Segment Start: Data extracts

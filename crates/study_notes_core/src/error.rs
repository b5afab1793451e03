//! crates/study_notes_core/src/error.rs
//!
//! Error types surfaced to the user by the gate and the catalog.

use uuid::Uuid;

use crate::category::Category;
use crate::ports::PortError;

/// A required field of the upload form.
#[derive(Debug, Clone, Copy, PartialEq, Eq)]
pub enum DraftField {
    Title,
    Subject,
    File,
}

impl DraftField {
    pub fn as_str(&self) -> &'static str {
        match self {
            DraftField::Title => "title",
            DraftField::Subject => "subject",
            DraftField::File => "file",
        }
    }
}

fn missing_list(fields: &[DraftField]) -> String {
    fields.iter().map(DraftField::as_str).collect::<Vec<_>>().join(", ")
}

/// Raised before any remote call when the upload form is incomplete.
#[derive(Debug, Clone, PartialEq, Eq, thiserror::Error)]
#[error("Please fill all fields (missing: {})", missing_list(.missing))]
pub struct ValidationError {
    pub missing: Vec<DraftField>,
}

#[derive(Debug, Clone, PartialEq, Eq, thiserror::Error)]
pub enum CatalogError {
    #[error(transparent)]
    Validation(#[from] ValidationError),

    /// The action is not allowed for the current identity or configuration.
    /// Nothing was changed locally or remotely.
    #[error("Unauthorized: {0}")]
    Unauthorized(&'static str),

    /// A collaborator call failed. The operation stopped at that call.
    #[error(transparent)]
    Remote(#[from] PortError),

    #[error("The {0} category is not available")]
    CategoryUnavailable(Category),

    #[error("Note {0} is not in the catalog")]
    UnknownNote(Uuid),
}

#[derive(Debug, Clone, PartialEq, Eq, thiserror::Error)]
pub enum GateError {
    #[error(transparent)]
    Remote(#[from] PortError),

    #[error("Already signed in as {0}")]
    AlreadySignedIn(String),
}

/// Any error raised by the notes screen.
#[derive(Debug, Clone, PartialEq, Eq, thiserror::Error)]
pub enum ScreenError {
    #[error(transparent)]
    Gate(#[from] GateError),

    #[error(transparent)]
    Catalog(#[from] CatalogError),
}

impl ScreenError {
    /// A stable, machine-readable name for the error family.
    pub fn kind(&self) -> &'static str {
        match self {
            ScreenError::Gate(GateError::Remote(e)) | ScreenError::Catalog(CatalogError::Remote(e)) => {
                match e {
                    PortError::Unauthorized => "unauthorized",
                    PortError::NotFound(_) => "not_found",
                    _ => "remote",
                }
            }
            ScreenError::Gate(GateError::AlreadySignedIn(_)) => "already_signed_in",
            ScreenError::Catalog(CatalogError::Validation(_)) => "validation",
            ScreenError::Catalog(CatalogError::Unauthorized(_)) => "unauthorized",
            ScreenError::Catalog(CatalogError::CategoryUnavailable(_)) => "validation",
            ScreenError::Catalog(CatalogError::UnknownNote(_)) => "not_found",
        }
    }
}

#[cfg(test)]
mod tests {
    use super::*;

    #[test]
    fn test_validation_message_lists_missing_fields() {
        let err = ValidationError {
            missing: vec![DraftField::Title, DraftField::File],
        };
        assert_eq!(err.to_string(), "Please fill all fields (missing: title, file)");
    }

    #[test]
    fn test_kind_follows_port_error() {
        let err = ScreenError::from(CatalogError::Remote(PortError::Unauthorized));
        assert_eq!(err.kind(), "unauthorized");
        let err = ScreenError::from(GateError::Remote(PortError::Rejected("Invalid login credentials".into())));
        assert_eq!(err.kind(), "remote");
        assert_eq!(err.to_string(), "Invalid login credentials");
    }
}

Segment End: Data extracts

:: Work item ::
How many lines in the data above hold the word "credentials"? Answer with the number alone.

:: Written reply ::
2